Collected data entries
*** Begin section ***
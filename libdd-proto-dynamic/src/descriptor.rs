// Copyright 2025-Present Datadog, Inc. https://www.datadoghq.com/
// SPDX-License-Identifier: Apache-2.0

//! Field descriptors: the per-field metadata a registered type carries.
//! Built once at registration time, immutable after the owning registry
//! freezes (`crate::registry`).

use crate::registry::TypeKey;
use crate::value::{Getter, ScalarDefault, Setter};
use crate::wire::WireType;

/// Primitive scalar categories, independent of their wire representation.
/// `Int32`/`Int64` are plain varints; `SInt32`/`SInt64` are zig-zag;
/// `Fixed32`/`Fixed64`/`SFixed32`/`SFixed64` are little-endian fixed width
/// (the `S` variants are the signed counterparts, same wire shape).
#[derive(Clone, Copy, Debug, PartialEq, Eq)]
pub enum ScalarType {
    Bool,
    Int32,
    Int64,
    UInt32,
    UInt64,
    SInt32,
    SInt64,
    Fixed32,
    Fixed64,
    SFixed32,
    SFixed64,
    Float,
    Double,
    String,
    Bytes,
}

impl ScalarType {
    /// The wire type this scalar is framed with.
    pub fn wire_type(self) -> WireType {
        match self {
            ScalarType::Bool
            | ScalarType::Int32
            | ScalarType::Int64
            | ScalarType::UInt32
            | ScalarType::UInt64
            | ScalarType::SInt32
            | ScalarType::SInt64 => WireType::Varint,
            ScalarType::Fixed32 | ScalarType::SFixed32 | ScalarType::Float => WireType::Fixed32,
            ScalarType::Fixed64 | ScalarType::SFixed64 | ScalarType::Double => WireType::Fixed64,
            ScalarType::String | ScalarType::Bytes => WireType::LengthDelimited,
        }
    }

    /// Whether packed encoding is legal for a repeated field of this item
    /// type: only scalars whose wire-type is varint/fixed32/fixed64.
    pub fn packable(self) -> bool {
        !matches!(self, ScalarType::String | ScalarType::Bytes)
    }
}

/// Higher-level hint selecting a wire-type / framing variant for a field
/// of a given logical type. `ZigZag` only applies to integer scalars;
/// `Group` only to message fields; `WellKnown` only to message fields with
/// one of the adapters in `crate::wkt`.
#[derive(Clone, Copy, Debug, PartialEq, Eq)]
pub enum DataFormat {
    Default,
    FixedSize,
    ZigZag,
    Group,
    WellKnown(WellKnownKind),
}

#[derive(Clone, Copy, Debug, PartialEq, Eq)]
pub enum WellKnownKind {
    Duration,
    Timestamp,
    ScaledTicks,
    Decimal,
    Guid,
}

/// What to do with an enum integer that matches no known variant on read.
#[derive(Clone, Debug, PartialEq, Eq)]
pub enum EnumUnknownPolicy {
    Fail,
    MapTo(i32),
}

/// Checks a raw wire integer against a concrete enum type's valid
/// discriminants -- the "reversible table" from §4.F, captured as a
/// closure at registration time the same way accessors are, so the
/// dispatch layer never needs reflection to validate an unknown value.
pub type EnumValidator = Box<dyn Fn(i32) -> bool + Send + Sync>;

/// The logical shape of a field's value, independent of wire framing.
pub enum ValueKind {
    Scalar(ScalarType),
    Message(TypeKey),
    Enum {
        valid: EnumValidator,
        unknown: EnumUnknownPolicy,
    },
    Repeated(Box<ValueKind>),
    Map {
        key: ScalarType,
        value: Box<ValueKind>,
    },
}

/// Behavioral flags on a field, independent of its value shape.
#[derive(Clone, Copy, Debug, Default, PartialEq, Eq)]
pub struct FieldFlags {
    pub required: bool,
    pub packed: bool,
    pub overwrite_list: bool,
    pub map_duplicate_fails: bool,
}

/// A single field's complete metadata: number, framing, shape, default,
/// flags, and the accessor pair that projects a host object to this
/// member.
pub struct FieldDescriptor {
    pub number: u32,
    pub data_format: DataFormat,
    pub value_kind: ValueKind,
    pub default: Option<ScalarDefault>,
    pub flags: FieldFlags,
    pub(crate) get: Getter,
    pub(crate) set: Setter,
}

impl FieldDescriptor {
    /// The declared wire-type for this field, derived from its value kind
    /// and data format rather than stored redundantly.
    pub fn wire_type(&self) -> WireType {
        match (&self.value_kind, self.data_format) {
            (_, DataFormat::Group) => WireType::StartGroup,
            (ValueKind::Scalar(scalar), DataFormat::ZigZag) => {
                debug_assert!(matches!(
                    scalar,
                    ScalarType::Int32
                        | ScalarType::Int64
                        | ScalarType::SInt32
                        | ScalarType::SInt64
                ));
                WireType::Varint
            }
            (ValueKind::Scalar(scalar), _) => scalar.wire_type(),
            (ValueKind::Enum { .. }, _) => WireType::Varint,
            (ValueKind::Message(_), _) => WireType::LengthDelimited,
            (ValueKind::Map { .. }, _) => WireType::LengthDelimited,
            (ValueKind::Repeated(inner), _) => inner_wire_type(inner, self.data_format),
        }
    }
}

fn inner_wire_type(inner: &ValueKind, data_format: DataFormat) -> WireType {
    match inner {
        ValueKind::Scalar(scalar) => {
            if matches!(data_format, DataFormat::ZigZag) {
                WireType::Varint
            } else {
                scalar.wire_type()
            }
        }
        ValueKind::Enum { .. } => WireType::Varint,
        ValueKind::Message(_) | ValueKind::Map { .. } => WireType::LengthDelimited,
        ValueKind::Repeated(inner) => inner_wire_type(inner, data_format),
    }
}

/// Builder used by registration call sites (the schema-discovery
/// collaborator, or hand-written setup code) to assemble a
/// [`FieldDescriptor`] without exposing its private accessor fields.
pub struct FieldDescriptorBuilder {
    number: u32,
    data_format: DataFormat,
    value_kind: ValueKind,
    default: Option<ScalarDefault>,
    flags: FieldFlags,
    get: Getter,
    set: Setter,
}

impl FieldDescriptorBuilder {
    pub fn new(number: u32, value_kind: ValueKind, get: Getter, set: Setter) -> Self {
        Self {
            number,
            data_format: DataFormat::Default,
            value_kind,
            default: None,
            flags: FieldFlags::default(),
            get,
            set,
        }
    }

    pub fn data_format(mut self, data_format: DataFormat) -> Self {
        self.data_format = data_format;
        self
    }

    pub fn default_value(mut self, default: ScalarDefault) -> Self {
        self.default = Some(default);
        self
    }

    pub fn required(mut self, required: bool) -> Self {
        self.flags.required = required;
        self
    }

    pub fn packed(mut self, packed: bool) -> Self {
        self.flags.packed = packed;
        self
    }

    pub fn overwrite_list(mut self, overwrite_list: bool) -> Self {
        self.flags.overwrite_list = overwrite_list;
        self
    }

    pub fn map_duplicate_fails(mut self, map_duplicate_fails: bool) -> Self {
        self.flags.map_duplicate_fails = map_duplicate_fails;
        self
    }

    pub fn build(self) -> FieldDescriptor {
        FieldDescriptor {
            number: self.number,
            data_format: self.data_format,
            value_kind: self.value_kind,
            default: self.default,
            flags: self.flags,
            get: self.get,
            set: self.set,
        }
    }
}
*** End section ***
= Work request =
Could you reproduce every record exactly as it appears?

= Finished exercise =
filename libdd-proto-dynamic/src/descriptor.rs
// Copyright 2025-Present Datadog, Inc. https://www.datadoghq.com/
// SPDX-License-Identifier: Apache-2.0

//! Field descriptors: the per-field metadata a registered type carries.
//! Built once at registration time, immutable after the owning registry
//! freezes (`crate::registry`).

use crate::registry::TypeKey;
use crate::value::{Getter, ScalarDefault, Setter};
use crate::wire::WireType;

/// Primitive scalar categories, independent of their wire representation.
/// `Int32`/`Int64` are plain varints; `SInt32`/`SInt64` are zig-zag;
/// `Fixed32`/`Fixed64`/`SFixed32`/`SFixed64` are little-endian fixed width
/// (the `S` variants are the signed counterparts, same wire shape).
#[derive(Clone, Copy, Debug, PartialEq, Eq)]
pub enum ScalarType {
    Bool,
    Int32,
    Int64,
    UInt32,
    UInt64,
    SInt32,
    SInt64,
    Fixed32,
    Fixed64,
    SFixed32,
    SFixed64,
    Float,
    Double,
    String,
    Bytes,
}

impl ScalarType {
    /// The wire type this scalar is framed with.
    pub fn wire_type(self) -> WireType {
        match self {
            ScalarType::Bool
            | ScalarType::Int32
            | ScalarType::Int64
            | ScalarType::UInt32
            | ScalarType::UInt64
            | ScalarType::SInt32
            | ScalarType::SInt64 => WireType::Varint,
            ScalarType::Fixed32 | ScalarType::SFixed32 | ScalarType::Float => WireType::Fixed32,
            ScalarType::Fixed64 | ScalarType::SFixed64 | ScalarType::Double => WireType::Fixed64,
            ScalarType::String | ScalarType::Bytes => WireType::LengthDelimited,
        }
    }

    /// Whether packed encoding is legal for a repeated field of this item
    /// type: only scalars whose wire-type is varint/fixed32/fixed64.
    pub fn packable(self) -> bool {
        !matches!(self, ScalarType::String | ScalarType::Bytes)
    }
}

/// Higher-level hint selecting a wire-type / framing variant for a field
/// of a given logical type. `ZigZag` only applies to integer scalars;
/// `Group` only to message fields; `WellKnown` only to message fields with
/// one of the adapters in `crate::wkt`.
#[derive(Clone, Copy, Debug, PartialEq, Eq)]
pub enum DataFormat {
    Default,
    FixedSize,
    ZigZag,
    Group,
    WellKnown(WellKnownKind),
}

#[derive(Clone, Copy, Debug, PartialEq, Eq)]
pub enum WellKnownKind {
    Duration,
    Timestamp,
    ScaledTicks,
    Decimal,
    Guid,
}

/// What to do with an enum integer that matches no known variant on read.
#[derive(Clone, Debug, PartialEq, Eq)]
pub enum EnumUnknownPolicy {
    Fail,
    MapTo(i32),
}

/// Checks a raw wire integer against a concrete enum type's valid
/// discriminants -- the "reversible table" from §4.F, captured as a
/// closure at registration time the same way accessors are, so the
/// dispatch layer never needs reflection to validate an unknown value.
pub type EnumValidator = Box<dyn Fn(i32) -> bool + Send + Sync>;

/// The logical shape of a field's value, independent of wire framing.
pub enum ValueKind {
    Scalar(ScalarType),
    Message(TypeKey),
    Enum {
        valid: EnumValidator,
        unknown: EnumUnknownPolicy,
    },
    Repeated(Box<ValueKind>),
    Map {
        key: ScalarType,
        value: Box<ValueKind>,
    },
}

/// Behavioral flags on a field, independent of its value shape.
#[derive(Clone, Copy, Debug, Default, PartialEq, Eq)]
pub struct FieldFlags {
    pub required: bool,
    pub packed: bool,
    pub overwrite_list: bool,
    pub map_duplicate_fails: bool,
}

/// A single field's complete metadata: number, framing, shape, default,
/// flags, and the accessor pair that projects a host object to this
/// member.
pub struct FieldDescriptor {
    pub number: u32,
    pub data_format: DataFormat,
    pub value_kind: ValueKind,
    pub default: Option<ScalarDefault>,
    pub flags: FieldFlags,
    pub(crate) get: Getter,
    pub(crate) set: Setter,
}

impl FieldDescriptor {
    /// The declared wire-type for this field, derived from its value kind
    /// and data format rather than stored redundantly.
    pub fn wire_type(&self) -> WireType {
        match (&self.value_kind, self.data_format) {
            (_, DataFormat::Group) => WireType::StartGroup,
            (ValueKind::Scalar(scalar), DataFormat::ZigZag) => {
                debug_assert!(matches!(
                    scalar,
                    ScalarType::Int32
                        | ScalarType::Int64
                        | ScalarType::SInt32
                        | ScalarType::SInt64
                ));
                WireType::Varint
            }
            (ValueKind::Scalar(scalar), _) => scalar.wire_type(),
            (ValueKind::Enum { .. }, _) => WireType::Varint,
            (ValueKind::Message(_), _) => WireType::LengthDelimited,
            (ValueKind::Map { .. }, _) => WireType::LengthDelimited,
            (ValueKind::Repeated(inner), _) => inner_wire_type(inner, self.data_format),
        }
    }
}

fn inner_wire_type(inner: &ValueKind, data_format: DataFormat) -> WireType {
    match inner {
        ValueKind::Scalar(scalar) => {
            if matches!(data_format, DataFormat::ZigZag) {
                WireType::Varint
            } else {
                scalar.wire_type()
            }
        }
        ValueKind::Enum { .. } => WireType::Varint,
        ValueKind::Message(_) | ValueKind::Map { .. } => WireType::LengthDelimited,
        ValueKind::Repeated(inner) => inner_wire_type(inner, data_format),
    }
}

/// Builder used by registration call sites (the schema-discovery
/// collaborator, or hand-written setup code) to assemble a
/// [`FieldDescriptor`] without exposing its private accessor fields.
pub struct FieldDescriptorBuilder {
    number: u32,
    data_format: DataFormat,
    value_kind: ValueKind,
    default: Option<ScalarDefault>,
    flags: FieldFlags,
    get: Getter,
    set: Setter,
}

impl FieldDescriptorBuilder {
    pub fn new(number: u32, value_kind: ValueKind, get: Getter, set: Setter) -> Self {
        Self {
            number,
            data_format: DataFormat::Default,
            value_kind,
            default: None,
            flags: FieldFlags::default(),
            get,
            set,
        }
    }

    pub fn data_format(mut self, data_format: DataFormat) -> Self {
        self.data_format = data_format;
        self
    }

    pub fn default_value(mut self, default: ScalarDefault) -> Self {
        self.default = Some(default);
        self
    }

    pub fn required(mut self, required: bool) -> Self {
        self.flags.required = required;
        self
    }

    pub fn packed(mut self, packed: bool) -> Self {
        self.flags.packed = packed;
        self
    }

    pub fn overwrite_list(mut self, overwrite_list: bool) -> Self {
        self.flags.overwrite_list = overwrite_list;
        self
    }

    pub fn map_duplicate_fails(mut self, map_duplicate_fails: bool) -> Self {
        self.flags.map_duplicate_fails = map_duplicate_fails;
        self
    }

    pub fn build(self) -> FieldDescriptor {
        FieldDescriptor {
            number: self.number,
            data_format: self.data_format,
            value_kind: self.value_kind,
            default: self.default,
            flags: self.flags,
            get: self.get,
            set: self.set,
        }
    }
}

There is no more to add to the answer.